The John Hunter Hospital in Newcastle has reported an extremely rare case of primary prostatic lymphoma in a young man with urinary symptoms.
The case, published in the Journal of Surgical Case Reports [link here], is a reminder to clinicians to consider prostate lymphoma when assessing patients with urinary symptoms given that early diagnosis is of paramount importance to patient outcomes.
The patient was a 25-year-old man with a 6-month history of lower urinary tract symptoms, including frequency, nocturia, poor urinary flow, dysuria, urgency and occasional urge incontinence.
Digital rectal examination showed a diffusely enlarged, irregular non-tender prostate suspicious for malignancy. Prostate-specific antigen was 0.53 µg/L.

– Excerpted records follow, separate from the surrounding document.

use klara_core::models::answer::AnswerSet;
use klara_core::models::assessment::AssessmentResult;
use klara_core::models::question::{ClinicalQuestion, Question, QuestionBank, ScreeningQuestion};
use serde::{Deserialize, Serialize};

use crate::aggregate;
use crate::bank;
use crate::error::AssessmentError;
use crate::scoring::Thresholds;

/// Where a session is in the flow.
#[derive(Debug, Clone, PartialEq, Eq, Serialize, Deserialize)]
#[serde(tag = "state", rename_all = "snake_case")]
pub enum State {
    /// Answering safety questions. `cursor` indexes the screening list.
    Screening { cursor: usize },
    /// Answering clinical questions. `cursor` indexes the clinical list.
    Assessment { cursor: usize },
    /// A red flag was raised; the patient needs in-person care.
    Referral { red_flags: Vec<String> },
    /// The clinical questionnaire was completed and scored.
    Results { result: AssessmentResult },
}

#[derive(Debug, Clone, Copy, PartialEq, Eq, Serialize, Deserialize)]
#[serde(rename_all = "snake_case")]
pub enum Phase {
    Screening,
    Assessment,
    Referral,
    Results,
}

impl State {
    pub fn phase(&self) -> Phase {
        match self {
            State::Screening { .. } => Phase::Screening,
            State::Assessment { .. } => Phase::Assessment,
            State::Referral { .. } => Phase::Referral,
            State::Results { .. } => Phase::Results,
        }
    }

    pub fn is_terminal(&self) -> bool {
        matches!(self, State::Referral { .. } | State::Results { .. })
    }
}

/// User actions that drive the questionnaire.
#[derive(Debug, Clone, Copy, PartialEq, Eq, Serialize, Deserialize)]
#[serde(tag = "event", content = "option", rename_all = "snake_case")]
pub enum Event {
    /// Choose the option at this index for the current question.
    Select(usize),
    /// Record the selection and move to the next question.
    Advance,
    /// Go back one question.
    Retreat,
    /// Start screening over after a referral.
    Retake,
}

/// One patient's pass through the questionnaire.
#[derive(Debug, Clone, PartialEq, Eq, Serialize, Deserialize)]
pub struct Session {
    state: State,
    selection: Option<usize>,
    screening: AnswerSet,
    clinical: AnswerSet,
    red_flags: Vec<String>,
}

impl Session {
    pub fn state(&self) -> &State {
        &self.state
    }

    /// Option currently highlighted for the current question.
    pub fn selection(&self) -> Option<usize> {
        self.selection
    }

    pub fn screening_answers(&self) -> &AnswerSet {
        &self.screening
    }

    pub fn clinical_answers(&self) -> &AnswerSet {
        &self.clinical
    }

    /// Prompts of every red-flag question answered so far.
    pub fn red_flags(&self) -> &[String] {
        &self.red_flags
    }

    pub fn result(&self) -> Option<&AssessmentResult> {
        match &self.state {
            State::Results { result } => Some(result),
            _ => None,
        }
    }
}

/// Position within the active phase, 1-based.
#[derive(Debug, Clone, Copy, PartialEq, Eq, Serialize, Deserialize)]
pub struct Progress {
    pub phase: Phase,
    pub position: usize,
    pub total: usize,
}

/// Drives sessions over a fixed question bank and scoring configuration.
///
/// Sessions are plain values. [`Questionnaire::transition`] never mutates its
/// input; it returns the next session.
#[derive(Debug, Clone)]
pub struct Questionnaire {
    bank: QuestionBank,
    thresholds: Thresholds,
}

impl Questionnaire {
    pub fn new(bank: QuestionBank, thresholds: Thresholds) -> Result<Self, AssessmentError> {
        bank::validate(&bank)?;
        Ok(Self { bank, thresholds })
    }

    /// The built-in dry-eye bank with the default clinical thresholds.
    pub fn dry_eye() -> Self {
        Self {
            bank: bank::dry_eye().clone(),
            thresholds: Thresholds::default(),
        }
    }

    pub fn bank(&self) -> &QuestionBank {
        &self.bank
    }

    pub fn thresholds(&self) -> &Thresholds {
        &self.thresholds
    }

    pub fn start(&self) -> Session {
        Session {
            state: State::Screening { cursor: 0 },
            selection: None,
            screening: AnswerSet::new(),
            clinical: AnswerSet::new(),
            red_flags: Vec::new(),
        }
    }

    /// Apply one event.
    ///
    /// Events that make no sense in the current state (advancing without a
    /// selection, retreating from the first question, retaking outside a
    /// referral, anything after the flow has ended) return the session
    /// unchanged. Selecting an option the current question does not have is
    /// an error, as is a session whose cursor points past this bank.
    pub fn transition(&self, session: &Session, event: Event) -> Result<Session, AssessmentError> {
        let mut next = session.clone();
        match event {
            Event::Select(index) => self.select(&mut next, index)?,
            Event::Advance => self.advance(&mut next)?,
            Event::Retreat => self.retreat(&mut next)?,
            Event::Retake => self.retake(&mut next),
        }
        tracing::debug!(?event, phase = ?next.state.phase(), "questionnaire transition");
        Ok(next)
    }

    pub fn current_question(&self, session: &Session) -> Option<&dyn Question> {
        match session.state {
            State::Screening { cursor } => self
                .bank
                .screening
                .get(cursor)
                .map(|q| q as &dyn Question),
            State::Assessment { cursor } => {
                self.bank.clinical.get(cursor).map(|q| q as &dyn Question)
            }
            State::Referral { .. } | State::Results { .. } => None,
        }
    }

    pub fn progress(&self, session: &Session) -> Option<Progress> {
        match session.state {
            State::Screening { cursor } => Some(Progress {
                phase: Phase::Screening,
                position: cursor + 1,
                total: self.bank.screening.len(),
            }),
            State::Assessment { cursor } => Some(Progress {
                phase: Phase::Assessment,
                position: cursor + 1,
                total: self.bank.clinical.len(),
            }),
            State::Referral { .. } | State::Results { .. } => None,
        }
    }

    pub fn can_advance(&self, session: &Session) -> bool {
        !session.state.is_terminal() && session.selection.is_some()
    }

    /// Back is disabled only on the first screening question and once the
    /// flow has ended.
    pub fn can_retreat(&self, session: &Session) -> bool {
        match session.state {
            State::Screening { cursor } => cursor > 0,
            State::Assessment { .. } => true,
            State::Referral { .. } | State::Results { .. } => false,
        }
    }

    /// The next advance finishes the clinical questionnaire.
    pub fn is_final_question(&self, session: &Session) -> bool {
        matches!(session.state, State::Assessment { cursor } if cursor + 1 == self.bank.clinical.len())
    }

    fn select(&self, session: &mut Session, index: usize) -> Result<(), AssessmentError> {
        let question: &dyn Question = match session.state {
            State::Screening { cursor } => self.screening_at(cursor)? as &dyn Question,
            State::Assessment { cursor } => self.clinical_at(cursor)? as &dyn Question,
            State::Referral { .. } | State::Results { .. } => return Ok(()),
        };
        if index >= question.option_count() {
            return Err(out_of_range(question, index));
        }
        session.selection = Some(index);
        Ok(())
    }

    fn advance(&self, session: &mut Session) -> Result<(), AssessmentError> {
        let Some(index) = session.selection else {
            return Ok(());
        };
        match session.state {
            State::Screening { cursor } => self.advance_screening(session, cursor, index),
            State::Assessment { cursor } => self.advance_assessment(session, cursor, index),
            State::Referral { .. } | State::Results { .. } => Ok(()),
        }
    }

    fn advance_screening(
        &self,
        session: &mut Session,
        cursor: usize,
        index: usize,
    ) -> Result<(), AssessmentError> {
        let question = self.screening_at(cursor)?;
        let answer = question
            .answer(index)
            .ok_or_else(|| out_of_range(question, index))?;
        session.screening.record(&question.id, answer);

        if question.is_red_flag(index) && !session.red_flags.contains(&question.prompt) {
            tracing::info!(question = %question.id, "red flag raised");
            session.red_flags.push(question.prompt.clone());
        }

        if let Some(next) = self.bank.screening.get(cursor + 1) {
            session.state = State::Screening { cursor: cursor + 1 };
            session.selection = session.screening.get(&next.id).map(|a| a.option);
        } else if !session.red_flags.is_empty() {
            session.state = State::Referral {
                red_flags: session.red_flags.clone(),
            };
            session.selection = None;
        } else {
            let first = self.clinical_at(0)?;
            session.state = State::Assessment { cursor: 0 };
            session.selection = session.clinical.get(&first.id).map(|a| a.option);
        }
        Ok(())
    }

    fn advance_assessment(
        &self,
        session: &mut Session,
        cursor: usize,
        index: usize,
    ) -> Result<(), AssessmentError> {
        let question = self.clinical_at(cursor)?;
        let answer = question
            .answer(index)
            .ok_or_else(|| out_of_range(question, index))?;
        session.clinical.record(&question.id, answer);

        if let Some(next) = self.bank.clinical.get(cursor + 1) {
            session.state = State::Assessment { cursor: cursor + 1 };
            session.selection = session.clinical.get(&next.id).map(|a| a.option);
            return Ok(());
        }

        let (input, risk_factors) =
            aggregate::scoring_input(&self.bank, &session.clinical, &self.thresholds)?;
        let severity = self.thresholds.assess(&input)?;
        tracing::info!(
            %severity,
            total_score = input.total_score,
            deq5_score = input.deq5_score,
            risk_factor_count = input.risk_factor_count,
            "assessment scored"
        );
        session.state = State::Results {
            result: AssessmentResult::record(input, risk_factors, severity),
        };
        session.selection = None;
        Ok(())
    }

    fn retreat(&self, session: &mut Session) -> Result<(), AssessmentError> {
        let (state, selection) = match session.state {
            State::Screening { cursor } if cursor > 0 => {
                self.screening_at(cursor)?;
                let previous = self.screening_at(cursor - 1)?;
                (
                    State::Screening { cursor: cursor - 1 },
                    session.screening.get(&previous.id),
                )
            }
            State::Assessment { cursor } => {
                self.clinical_at(cursor)?;
                match cursor.checked_sub(1) {
                    Some(back) => (
                        State::Assessment { cursor: back },
                        session.clinical.get(&self.clinical_at(back)?.id),
                    ),
                    None => {
                        let last = self.bank.screening.len().saturating_sub(1);
                        (
                            State::Screening { cursor: last },
                            session.screening.get(&self.screening_at(last)?.id),
                        )
                    }
                }
            }
            State::Screening { .. } | State::Referral { .. } | State::Results { .. } => {
                return Ok(());
            }
        };

        session.selection = selection.map(|a| a.option);
        session.state = state;
        Ok(())
    }

    fn retake(&self, session: &mut Session) {
        if !matches!(session.state, State::Referral { .. }) {
            return;
        }
        session.screening.clear();
        session.red_flags.clear();
        session.selection = None;
        session.state = State::Screening { cursor: 0 };
    }

    fn screening_at(&self, cursor: usize) -> Result<&ScreeningQuestion, AssessmentError> {
        self.bank.screening.get(cursor).ok_or_else(|| {
            AssessmentError::InvalidSession(format!(
                "screening cursor {cursor} past {} questions",
                self.bank.screening.len()
            ))
        })
    }

    fn clinical_at(&self, cursor: usize) -> Result<&ClinicalQuestion, AssessmentError> {
        self.bank.clinical.get(cursor).ok_or_else(|| {
            AssessmentError::InvalidSession(format!(
                "clinical cursor {cursor} past {} questions",
                self.bank.clinical.len()
            ))
        })
    }
}

fn out_of_range(question: &dyn Question, index: usize) -> AssessmentError {
    AssessmentError::OptionOutOfRange {
        question_id: question.id().to_string(),
        index,
        option_count: question.option_count(),
    }
}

Renal function tests revealed progressive worsening of previously normal eGFR down to 27 ml/min.
Initial renal tract ultrasound showed an enlarged prostate indenting into the bladder base; CT of the kidneys, ureters and bladder showed an irregularly enlarged prostate with bilateral hydroureteronephrosis.
MRI prostate revealed enlarged prostate with PIRADS 5 amorphous mass suspicious for carcinoma involving bilateral seminal vesicles and right vesicouretric bladder.
“FDG PET showed unusual distribution pattern of lymphoma involving the prostate with bilateral symmetrical renal, early pulmonary, and possibly right thyroid lobe involvement,” the case report said.
Histology following a transperinal prostate biopsy confirmed a diagnosis of diffuse large B cell lymphoma.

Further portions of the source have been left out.